I recently finished Boris Vian's I Spit On Your Graves.
Although I didn't think it lived up to some of the raves I've
read here (then again, how could it?), I did think it was
pretty good.
It did get me thinking about two particular phenomena that it
embodied. The first is the framing of this Frenchman's book
as having been written in America. Now Vian went to further
lengths than many, claiming to have translated a real
American book, but his is not the only hardboiled/noir book
written by a non-American to set itself in the US. John
Hadley Chase did it, as did Munoz and Sampayo, with their
Joe's Bar and Sinner stories. Didn't all of these authors
base their takes on America on secondary, usually fictional
sources, never having visited the real thing? And doesn't
that seem to imply that America is considered the natural
setting for hardboiled/noir? I'm not sure where I'm going
with this beyond noting the trend, but I think it says
something about the idea of America and mythmaking.

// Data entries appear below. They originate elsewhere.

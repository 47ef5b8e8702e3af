/// Account store implementation using runtime queries
///
/// Flag transitions are conditional UPDATEs (compare-and-swap on the
/// registration flags) checked through `rows_affected`, so two concurrent
/// requests for the same identity cannot interleave into an inconsistent
/// state. Account creation relies on the UNIQUE constraints on
/// `external_id`, `email`, and `username` as the race backstop.
use crate::{
    db::models::Account,
    error::{CoreError, CoreResult},
};
use chrono::{DateTime, Utc};
use sqlx::SqlitePool;
use uuid::Uuid;

const ACCOUNT_SELECT: &str = "SELECT id, external_id, email, username, name, phone, \
     email_verified, password_verified, is_registered, is_active, is_logged_out, \
     password_hash, verification_code, verification_expires_at, \
     last_login_at, last_logout_at, last_password_check, created_at \
     FROM account";

/// Identity store service
pub struct AccountStore {
    db: SqlitePool,
}

impl AccountStore {
    pub fn new(db: SqlitePool) -> Self {
        Self { db }
    }

    /// Look up by employer-assigned id, falling back to email.
    pub async fn find_by_external_id_or_email(
        &self,
        external_id: &str,
        email: &str,
    ) -> CoreResult<Option<Account>> {
        let query = format!("{} WHERE external_id = ?1 OR email = ?2 LIMIT 1", ACCOUNT_SELECT);
        let account = sqlx::query_as::<_, Account>(&query)
            .bind(external_id)
            .bind(email)
            .fetch_optional(&self.db)
            .await?;

        Ok(account)
    }

    pub async fn find_by_id(&self, id: &str) -> CoreResult<Option<Account>> {
        let query = format!("{} WHERE id = ?1", ACCOUNT_SELECT);
        let account = sqlx::query_as::<_, Account>(&query)
            .bind(id)
            .fetch_optional(&self.db)
            .await?;

        Ok(account)
    }

    pub async fn find_by_email(&self, email: &str) -> CoreResult<Option<Account>> {
        let query = format!("{} WHERE email = ?1", ACCOUNT_SELECT);
        let account = sqlx::query_as::<_, Account>(&query)
            .bind(email)
            .fetch_optional(&self.db)
            .await?;

        Ok(account)
    }

    /// Find by username or email, for login.
    pub async fn find_by_identifier(&self, identifier: &str) -> CoreResult<Option<Account>> {
        let query = format!("{} WHERE username = ?1 OR email = ?1 LIMIT 1", ACCOUNT_SELECT);
        let account = sqlx::query_as::<_, Account>(&query)
            .bind(identifier)
            .fetch_optional(&self.db)
            .await?;

        Ok(account)
    }

    /// Create a pending (unregistered) account for a first-time scan.
    ///
    /// Returns `Ok(None)` when another request created the row first (the
    /// UNIQUE constraint fired); the caller re-reads and resumes.
    pub async fn create_pending(
        &self,
        external_id: &str,
        username: &str,
        email: &str,
        name: &str,
        phone: &str,
        verification_code: &str,
        verification_expires_at: DateTime<Utc>,
    ) -> CoreResult<Option<Account>> {
        let id = Uuid::new_v4().to_string();
        let now = Utc::now();

        let result = sqlx::query(
            "INSERT INTO account (id, external_id, email, username, name, phone, \
             email_verified, password_verified, is_registered, is_active, is_logged_out, \
             verification_code, verification_expires_at, created_at) \
             VALUES (?1, ?2, ?3, ?4, ?5, ?6, 0, 0, 0, 1, 0, ?7, ?8, ?9)",
        )
        .bind(&id)
        .bind(external_id)
        .bind(email)
        .bind(username)
        .bind(name)
        .bind(phone)
        .bind(verification_code)
        .bind(verification_expires_at)
        .bind(now)
        .execute(&self.db)
        .await;

        match result {
            Ok(_) => Ok(self.find_by_id(&id).await?),
            Err(e) if is_unique_violation(&e) => Ok(None),
            Err(e) => Err(CoreError::Database(e)),
        }
    }

    /// Reset a logged-out account back to the start of the pipeline and
    /// issue a fresh code. CAS on `is_logged_out`: only succeeds when the
    /// account is still logged out at write time.
    pub async fn reset_for_resume(
        &self,
        account_id: &str,
        verification_code: &str,
        verification_expires_at: DateTime<Utc>,
    ) -> CoreResult<bool> {
        let result = sqlx::query(
            "UPDATE account SET email_verified = 0, password_verified = 0, is_registered = 0, \
             is_logged_out = 0, password_hash = NULL, \
             verification_code = ?1, verification_expires_at = ?2 \
             WHERE id = ?3 AND is_logged_out = 1",
        )
        .bind(verification_code)
        .bind(verification_expires_at)
        .bind(account_id)
        .execute(&self.db)
        .await?;

        Ok(result.rows_affected() == 1)
    }

    /// Re-issue a verification code for a pending registration. CAS:
    /// refuses once the account completed registration or logged out.
    pub async fn reissue_code(
        &self,
        account_id: &str,
        verification_code: &str,
        verification_expires_at: DateTime<Utc>,
    ) -> CoreResult<bool> {
        let result = sqlx::query(
            "UPDATE account SET verification_code = ?1, verification_expires_at = ?2 \
             WHERE id = ?3 AND is_registered = 0 AND is_logged_out = 0",
        )
        .bind(verification_code)
        .bind(verification_expires_at)
        .bind(account_id)
        .execute(&self.db)
        .await?;

        Ok(result.rows_affected() == 1)
    }

    /// Consume a verification code: marks the email verified and clears the
    /// code in one statement. The code is single-use by construction.
    pub async fn consume_verification_code(
        &self,
        account_id: &str,
        code: &str,
        now: DateTime<Utc>,
    ) -> CoreResult<bool> {
        let result = sqlx::query(
            "UPDATE account SET email_verified = 1, \
             verification_code = NULL, verification_expires_at = NULL \
             WHERE id = ?1 AND verification_code = ?2 AND verification_expires_at >= ?3",
        )
        .bind(account_id)
        .bind(code)
        .bind(now)
        .execute(&self.db)
        .await?;

        Ok(result.rows_affected() == 1)
    }

    /// Store the password hash and promote the account to registered.
    /// CAS: only succeeds for an email-verified, not-yet-registered row, so
    /// a concurrent duplicate call or an interleaved logout loses cleanly.
    pub async fn complete_registration(
        &self,
        account_id: &str,
        password_hash: &str,
    ) -> CoreResult<bool> {
        let result = sqlx::query(
            "UPDATE account SET password_hash = ?1, password_verified = 1, is_registered = 1, \
             is_logged_out = 0 \
             WHERE id = ?2 AND email_verified = 1 AND is_registered = 0",
        )
        .bind(password_hash)
        .bind(account_id)
        .execute(&self.db)
        .await?;

        Ok(result.rows_affected() == 1)
    }

    /// Record a successful credential check and clear the logged-out flag.
    pub async fn mark_logged_in(&self, account_id: &str, now: DateTime<Utc>) -> CoreResult<()> {
        sqlx::query(
            "UPDATE account SET is_logged_out = 0, last_login_at = ?1, last_password_check = ?1 \
             WHERE id = ?2",
        )
        .bind(now)
        .bind(account_id)
        .execute(&self.db)
        .await?;

        Ok(())
    }

    /// Quick login refreshes activity but is not a password check.
    pub async fn mark_quick_logged_in(
        &self,
        account_id: &str,
        now: DateTime<Utc>,
    ) -> CoreResult<()> {
        sqlx::query("UPDATE account SET is_logged_out = 0, last_login_at = ?1 WHERE id = ?2")
            .bind(now)
            .bind(account_id)
            .execute(&self.db)
            .await?;

        Ok(())
    }

    /// Set the logged-out flag, the one bit that reopens registration.
    pub async fn mark_logged_out(&self, account_id: &str, now: DateTime<Utc>) -> CoreResult<()> {
        sqlx::query("UPDATE account SET is_logged_out = 1, last_logout_at = ?1 WHERE id = ?2")
            .bind(now)
            .bind(account_id)
            .execute(&self.db)
            .await?;

        Ok(())
    }

    /// Housekeeping: drop verification codes past their expiry.
    pub async fn clear_expired_codes(&self, now: DateTime<Utc>) -> CoreResult<u64> {
        let result = sqlx::query(
            "UPDATE account SET verification_code = NULL, verification_expires_at = NULL \
             WHERE verification_expires_at IS NOT NULL AND verification_expires_at < ?1",
        )
        .bind(now)
        .execute(&self.db)
        .await?;

        Ok(result.rows_affected())
    }
}

/// Whether an insert failed on a UNIQUE constraint
pub fn is_unique_violation(err: &sqlx::Error) -> bool {
    matches!(err, sqlx::Error::Database(db) if db.is_unique_violation())
}

#[cfg(test)]
mod tests {
    use super::*;
    use chrono::Duration;

    async fn test_store() -> AccountStore {
        // one connection so every query sees the same in-memory database
        let pool = sqlx::sqlite::SqlitePoolOptions::new()
            .max_connections(1)
            .connect(":memory:")
            .await
            .unwrap();
        crate::db::run_migrations(&pool).await.unwrap();
        AccountStore::new(pool)
    }

    async fn seed(store: &AccountStore) -> Account {
        store
            .create_pending(
                "E1",
                "jdoe",
                "j@x.com",
                "Jane Doe",
                "555",
                "123456",
                Utc::now() + Duration::minutes(10),
            )
            .await
            .unwrap()
            .unwrap()
    }

    #[tokio::test]
    async fn create_and_lookup_fallbacks() {
        let store = test_store().await;
        let account = seed(&store).await;

        assert!(!account.is_registered);
        assert_eq!(account.verification_code.as_deref(), Some("123456"));

        let by_external = store
            .find_by_external_id_or_email("E1", "nobody@x.com")
            .await
            .unwrap()
            .unwrap();
        assert_eq!(by_external.id, account.id);

        // email fallback when the employer id changed
        let by_email = store
            .find_by_external_id_or_email("E-other", "j@x.com")
            .await
            .unwrap()
            .unwrap();
        assert_eq!(by_email.id, account.id);

        let by_username = store.find_by_identifier("jdoe").await.unwrap().unwrap();
        assert_eq!(by_username.id, account.id);
    }

    #[tokio::test]
    async fn duplicate_create_reports_conflict_not_error() {
        let store = test_store().await;
        seed(&store).await;

        let second = store
            .create_pending(
                "E1",
                "jdoe",
                "j@x.com",
                "Jane Doe",
                "555",
                "999999",
                Utc::now() + Duration::minutes(10),
            )
            .await
            .unwrap();

        assert!(second.is_none());
    }

    #[tokio::test]
    async fn complete_registration_cas_requires_verified_email() {
        let store = test_store().await;
        let account = seed(&store).await;

        // not email-verified yet: the CAS refuses
        assert!(!store
            .complete_registration(&account.id, "hash")
            .await
            .unwrap());

        assert!(store
            .consume_verification_code(&account.id, "123456", Utc::now())
            .await
            .unwrap());
        assert!(store
            .complete_registration(&account.id, "hash")
            .await
            .unwrap());

        // second completion loses the CAS
        assert!(!store
            .complete_registration(&account.id, "other-hash")
            .await
            .unwrap());

        let account = store.find_by_id(&account.id).await.unwrap().unwrap();
        assert!(account.is_registered);
        assert!(account.flags_consistent());
        assert_eq!(account.password_hash.as_deref(), Some("hash"));
    }

    #[tokio::test]
    async fn verification_code_is_single_use_and_expiring() {
        let store = test_store().await;
        let account = seed(&store).await;

        assert!(!store
            .consume_verification_code(&account.id, "wrong", Utc::now())
            .await
            .unwrap());
        assert!(store
            .consume_verification_code(&account.id, "123456", Utc::now())
            .await
            .unwrap());
        // consumed: gone
        assert!(!store
            .consume_verification_code(&account.id, "123456", Utc::now())
            .await
            .unwrap());

        // expired code never consumes, even when correct
        assert!(store
            .reissue_code(&account.id, "222222", Utc::now() - Duration::seconds(1))
            .await
            .unwrap());
        assert!(!store
            .consume_verification_code(&account.id, "222222", Utc::now())
            .await
            .unwrap());
    }

    #[tokio::test]
    async fn resume_cas_requires_logged_out() {
        let store = test_store().await;
        let account = seed(&store).await;

        // not logged out: resume refused
        assert!(!store
            .reset_for_resume(&account.id, "111111", Utc::now() + Duration::minutes(10))
            .await
            .unwrap());

        store
            .consume_verification_code(&account.id, "123456", Utc::now())
            .await
            .unwrap();
        store
            .complete_registration(&account.id, "hash")
            .await
            .unwrap();
        store.mark_logged_out(&account.id, Utc::now()).await.unwrap();

        assert!(store
            .reset_for_resume(&account.id, "111111", Utc::now() + Duration::minutes(10))
            .await
            .unwrap());

        let account = store.find_by_id(&account.id).await.unwrap().unwrap();
        assert!(!account.is_registered);
        assert!(!account.email_verified);
        assert!(!account.is_logged_out);
        assert!(account.password_hash.is_none());
        assert_eq!(account.verification_code.as_deref(), Some("111111"));
    }

    #[tokio::test]
    async fn clear_expired_codes_leaves_live_ones() {
        let store = test_store().await;
        let account = seed(&store).await;

        let other = store
            .create_pending(
                "E2",
                "asmith",
                "a@x.com",
                "Al Smith",
                "556",
                "654321",
                Utc::now() - Duration::minutes(1),
            )
            .await
            .unwrap()
            .unwrap();

        let cleared = store.clear_expired_codes(Utc::now()).await.unwrap();
        assert_eq!(cleared, 1);

        let live = store.find_by_id(&account.id).await.unwrap().unwrap();
        assert!(live.verification_code.is_some());
        let swept = store.find_by_id(&other.id).await.unwrap().unwrap();
        assert!(swept.verification_code.is_none());
    }
}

The other thing Van made me think about was books about
Blacks passing as Whites. I can think of a few others --
Trick Baby and Long White Con by Iceberg Slim, a book by
Walter Mosely (don't want to name which one and spoil it for
those who haven't read it), Who Walks in Darkness by Chandler
Brossard. I haven't led the last. Is it any good? Are his
other books? Is Brossard hardboiled/noir?
Again, I don't really have anything to say about this other
than pointing it out, but this secret (and the often tragic
results of keeping it) does offer an author a setting in
which to explore ideas of race in American culture.